L’accordo di nozze ha riacceso i riflettori sui possibili nuovi target di acquisizione, brand rimasti a tutt’oggi nelle mani delle famiglie dei fondatori. Come Salvatore Ferragamo anche se la famiglia (azionista al 54,28% tramite Ferragamo Finanziaria, mentre ad altri componenti fa capo un ulteriore 10,69%) finora ha sempre negato di voler cedere il timone. Lo scorso dicembre indiscrezioni di mercato avevano visto Moncler (partecipata al 22,5% da Remo Ruffini, azionista di riferimento e numero uno del gruppo dei piumini) entrare nel mirino di Kering. “Ci conosciamo, ci apprezziamo” aveva poi spiegato François-Henri Pinault, numero uno di Kering, lo scorso febbraio, smorzando gli entusiasmi. La società, che tra vanta brand come Gucci e Bottega Veneta, ha più volte ribadito peraltro di essere sempre alla ricerca di nuove opportunità. Non manca chi punta proprio sulla società guidata da Ruffini come possibile aggregatore grazie ai buoni flussi di cassa.
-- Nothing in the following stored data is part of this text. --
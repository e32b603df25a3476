use std::collections::HashMap;

use async_trait::async_trait;
use chrono::{DateTime, Utc};
use tokio::sync::RwLock;
use uuid::Uuid;

use divulge_core::domain::{DEFAULT_CONTENT_EXTENSION, Post, content_path};
use divulge_core::error::RepoError;
use divulge_core::ports::{BaseRepository, PostRepository};

/// In-memory post metadata store. Post content is never kept.
pub struct InMemoryPostRepository {
    posts: RwLock<HashMap<Uuid, Post>>,
}

impl InMemoryPostRepository {
    pub fn new() -> Self {
        Self {
            posts: RwLock::new(HashMap::new()),
        }
    }

    async fn modify<F>(&self, id: Uuid, f: F) -> Result<(), RepoError>
    where
        F: FnOnce(&mut Post) + Send,
    {
        let mut posts = self.posts.write().await;
        let post = posts.get_mut(&id).ok_or(RepoError::NotFound)?;
        f(post);
        Ok(())
    }
}

impl Default for InMemoryPostRepository {
    fn default() -> Self {
        Self::new()
    }
}

#[async_trait]
impl BaseRepository<Post> for InMemoryPostRepository {
    async fn save(&self, post: Post) -> Result<Uuid, RepoError> {
        let Some(id) = post.id else {
            let id = Uuid::new_v4();
            self.create(id, post).await?;
            return Ok(id);
        };

        self.modify(id, |stored| {
            stored.title = post.title;
            stored.summary = post.summary;
            if let Some(path) = post.content_path {
                stored.content_path = Some(path);
            }
            stored.updated_at = Utc::now();
        })
        .await?;
        Ok(id)
    }

    async fn fetch(&self, id: Uuid) -> Result<Post, RepoError> {
        let posts = self.posts.read().await;
        posts.get(&id).cloned().ok_or(RepoError::NotFound)
    }

    async fn remove(&self, id: Uuid) -> Result<(), RepoError> {
        let mut posts = self.posts.write().await;
        posts.remove(&id).map(|_| ()).ok_or(RepoError::NotFound)
    }
}

#[async_trait]
impl PostRepository for InMemoryPostRepository {
    async fn create(&self, id: Uuid, mut post: Post) -> Result<(), RepoError> {
        let mut posts = self.posts.write().await;
        if posts.contains_key(&id) {
            return Err(RepoError::Constraint(format!("post {id} already exists")));
        }

        let now = Utc::now();
        post.id = Some(id);
        post.content_path
            .get_or_insert_with(|| content_path(id, DEFAULT_CONTENT_EXTENSION));
        post.content.clear();
        post.created_at = now;
        post.updated_at = now;
        post.published_at = None;
        posts.insert(id, post);
        Ok(())
    }

    async fn list_by_account(&self, account_id: Uuid) -> Result<Vec<Post>, RepoError> {
        let posts = self.posts.read().await;
        let mut listed: Vec<Post> = posts
            .values()
            .filter(|p| p.account_id == account_id)
            .cloned()
            .collect();
        listed.sort_by_key(|p| p.created_at);
        Ok(listed)
    }

    async fn publish(&self, id: Uuid, at: DateTime<Utc>) -> Result<(), RepoError> {
        self.modify(id, |post| {
            post.published_at.get_or_insert(at);
        })
        .await
    }

    async fn redact(&self, id: Uuid) -> Result<(), RepoError> {
        self.modify(id, |post| post.published_at = None).await
    }
}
Attenzione infine anche a Burberry, tra le ultime società ad azionariato davvero diffuso e in mano prevalentemente a investitori istituzionali. Tra le non quotate le recenti indiscrezioni di mercato hanno infine coinvolto negli ultimi mesi LuisaViaRoma della famiglia Panconesi. Lo shopping, oltre i colossi d’Oltralpe e ai fondi di investimento sempre attivi su questo fronte, potrebbe poi coinvolgere nel ruolo di aggregatore anche Vf Corporation (a cui fanno capo brand come Vans, The Norh Face, e Timberland). L’ad Steve Rendle nelle ultime settimane ha dichiarato all’FT che proprio questo potrebbe essere il momento giusto per fare shopping. Le incertezze legate all’evolvere della pandemia e alle ripercussioni nel breve periodo sui consumi, la necessità di molte maison familiari di assicurarsi una successione adeguata la volontà di allargare i propri orizzonti, potrebbero aver creato opportunità di shopping da non perdere per chi, come i colossi d’Oltralpe (ma non solo) dispone di cassa sufficiente per guardare in avanti, a quando il Covid9 sarà archiviato.